Exercise input:

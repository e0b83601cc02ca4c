use std::path::PathBuf;

use serde::Deserialize;
use serde::Serialize;

use crate::fader::FaderGeometry;
use crate::wheel::WheelGeometry;

#[derive(Debug, Serialize, Deserialize, Clone, Default, PartialEq)]
#[serde(default)]
pub struct Config {
    pub wheel: WheelGeometry,
    pub fader: FaderGeometry,
    pub soundboard: SoundboardConfig,
    pub storage: StorageConfig,
}

#[derive(Debug, Serialize, Deserialize, Clone, PartialEq, Eq)]
#[serde(default)]
pub struct SoundboardConfig {
    pub capacity: usize,
}

impl Default for SoundboardConfig {
    fn default() -> Self {
        Self { capacity: 5 }
    }
}

#[derive(Debug, Serialize, Deserialize, Clone, Default, PartialEq, Eq)]
#[serde(default)]
pub struct StorageConfig {
    /// Directory for persisted state. Falls back to the platform data dir.
    pub dir: Option<PathBuf>,
}

#[derive(Debug, thiserror::Error, PartialEq)]
pub enum ConfigError {
    #[error("wheel.slots must be at least 1")]
    NoSlots,
    #[error("wheel radii must satisfy 0 <= r_inner < r_outer <= size/2 (got inner {r_inner}, outer {r_outer}, size {size})")]
    WheelRadii { r_inner: f64, r_outer: f64, size: f64 },
    #[error("fader.handle_height ({handle}) must be below fader.track_height ({track})")]
    FaderTravel { handle: f64, track: f64 },
    #[error("fader.step must be positive")]
    FaderStep,
    #[error("soundboard.capacity must be between 1 and {max}")]
    Capacity { max: usize },
}

impl Config {
    pub fn validate(&self) -> Result<(), ConfigError> {
        let wheel = &self.wheel;
        if wheel.slots == 0 {
            return Err(ConfigError::NoSlots);
        }
        if !(wheel.r_inner >= 0.0 && wheel.r_inner < wheel.r_outer && wheel.r_outer <= wheel.size / 2.0)
        {
            return Err(ConfigError::WheelRadii {
                r_inner: wheel.r_inner,
                r_outer: wheel.r_outer,
                size: wheel.size,
            });
        }
        if !(self.fader.handle_height >= 0.0 && self.fader.handle_height < self.fader.track_height)
        {
            return Err(ConfigError::FaderTravel {
                handle: self.fader.handle_height,
                track: self.fader.track_height,
            });
        }
        if !(self.fader.step > 0.0) {
            return Err(ConfigError::FaderStep);
        }
        let max = crate::catalog::THEME_COUNT;
        if self.soundboard.capacity == 0 || self.soundboard.capacity > max {
            return Err(ConfigError::Capacity { max });
        }
        Ok(())
    }
}

#[cfg(test)]
mod tests {
    use pretty_assertions::assert_eq;

    use super::*;

    #[test]
    fn defaults_match_reference_dimensions() {
        let config = Config::default();
        assert_eq!(config.wheel.size, 420.0);
        assert_eq!(config.wheel.r_outer, 190.0);
        assert_eq!(config.wheel.r_inner, 120.0);
        assert_eq!(config.wheel.slots, 10);
        assert_eq!(config.fader.track_height, 320.0);
        assert_eq!(config.fader.handle_height, 88.0);
        assert_eq!(config.fader.step, 2.0);
        assert_eq!(config.soundboard.capacity, 5);
        assert_eq!(config.storage.dir, None);
        assert_eq!(config.validate(), Ok(()));
    }

    #[test]
    fn partial_json_keeps_other_defaults() {
        let config: Config =
            serde_json::from_str(r#"{"wheel":{"slots":8},"soundboard":{}}"#).expect("parse");
        assert_eq!(config.wheel.slots, 8);
        assert_eq!(config.wheel.r_outer, 190.0);
        assert_eq!(config.soundboard.capacity, 5);
    }

    #[test]
    fn validation_rejects_inverted_radii_and_zero_capacity() {
        let mut config = Config::default();
        config.wheel.r_inner = 200.0;
        assert!(matches!(config.validate(), Err(ConfigError::WheelRadii { .. })));

        let mut config = Config::default();
        config.soundboard.capacity = 0;
        assert_eq!(config.validate(), Err(ConfigError::Capacity { max: 34 }));

        let mut config = Config::default();
        config.fader.handle_height = 400.0;
        assert!(matches!(config.validate(), Err(ConfigError::FaderTravel { .. })));
    }
}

Work instructions: Look at the entries above. Then set all of them down again exactly.

Result below:
repository e0b83601cc02ca4c
use std::path::PathBuf;

use serde::Deserialize;
use serde::Serialize;

use crate::fader::FaderGeometry;
use crate::wheel::WheelGeometry;

#[derive(Debug, Serialize, Deserialize, Clone, Default, PartialEq)]
#[serde(default)]
pub struct Config {
    pub wheel: WheelGeometry,
    pub fader: FaderGeometry,
    pub soundboard: SoundboardConfig,
    pub storage: StorageConfig,
}

#[derive(Debug, Serialize, Deserialize, Clone, PartialEq, Eq)]
#[serde(default)]
pub struct SoundboardConfig {
    pub capacity: usize,
}

impl Default for SoundboardConfig {
    fn default() -> Self {
        Self { capacity: 5 }
    }
}

#[derive(Debug, Serialize, Deserialize, Clone, Default, PartialEq, Eq)]
#[serde(default)]
pub struct StorageConfig {
    /// Directory for persisted state. Falls back to the platform data dir.
    pub dir: Option<PathBuf>,
}

#[derive(Debug, thiserror::Error, PartialEq)]
pub enum ConfigError {
    #[error("wheel.slots must be at least 1")]
    NoSlots,
    #[error("wheel radii must satisfy 0 <= r_inner < r_outer <= size/2 (got inner {r_inner}, outer {r_outer}, size {size})")]
    WheelRadii { r_inner: f64, r_outer: f64, size: f64 },
    #[error("fader.handle_height ({handle}) must be below fader.track_height ({track})")]
    FaderTravel { handle: f64, track: f64 },
    #[error("fader.step must be positive")]
    FaderStep,
    #[error("soundboard.capacity must be between 1 and {max}")]
    Capacity { max: usize },
}

impl Config {
    pub fn validate(&self) -> Result<(), ConfigError> {
        let wheel = &self.wheel;
        if wheel.slots == 0 {
            return Err(ConfigError::NoSlots);
        }
        if !(wheel.r_inner >= 0.0 && wheel.r_inner < wheel.r_outer && wheel.r_outer <= wheel.size / 2.0)
        {
            return Err(ConfigError::WheelRadii {
                r_inner: wheel.r_inner,
                r_outer: wheel.r_outer,
                size: wheel.size,
            });
        }
        if !(self.fader.handle_height >= 0.0 && self.fader.handle_height < self.fader.track_height)
        {
            return Err(ConfigError::FaderTravel {
                handle: self.fader.handle_height,
                track: self.fader.track_height,
            });
        }
        if !(self.fader.step > 0.0) {
            return Err(ConfigError::FaderStep);
        }
        let max = crate::catalog::THEME_COUNT;
        if self.soundboard.capacity == 0 || self.soundboard.capacity > max {
            return Err(ConfigError::Capacity { max });
        }
        Ok(())
    }
}

#[cfg(test)]
mod tests {
    use pretty_assertions::assert_eq;

    use super::*;

    #[test]
    fn defaults_match_reference_dimensions() {
        let config = Config::default();
        assert_eq!(config.wheel.size, 420.0);
        assert_eq!(config.wheel.r_outer, 190.0);
        assert_eq!(config.wheel.r_inner, 120.0);
        assert_eq!(config.wheel.slots, 10);
        assert_eq!(config.fader.track_height, 320.0);
        assert_eq!(config.fader.handle_height, 88.0);
        assert_eq!(config.fader.step, 2.0);
        assert_eq!(config.soundboard.capacity, 5);
        assert_eq!(config.storage.dir, None);
        assert_eq!(config.validate(), Ok(()));
    }

    #[test]
    fn partial_json_keeps_other_defaults() {
        let config: Config =
            serde_json::from_str(r#"{"wheel":{"slots":8},"soundboard":{}}"#).expect("parse");
        assert_eq!(config.wheel.slots, 8);
        assert_eq!(config.wheel.r_outer, 190.0);
        assert_eq!(config.soundboard.capacity, 5);
    }

    #[test]
    fn validation_rejects_inverted_radii_and_zero_capacity() {
        let mut config = Config::default();
        config.wheel.r_inner = 200.0;
        assert!(matches!(config.validate(), Err(ConfigError::WheelRadii { .. })));

        let mut config = Config::default();
        config.soundboard.capacity = 0;
        assert_eq!(config.validate(), Err(ConfigError::Capacity { max: 34 }));

        let mut config = Config::default();
        config.fader.handle_height = 400.0;
        assert!(matches!(config.validate(), Err(ConfigError::FaderTravel { .. })));
    }
}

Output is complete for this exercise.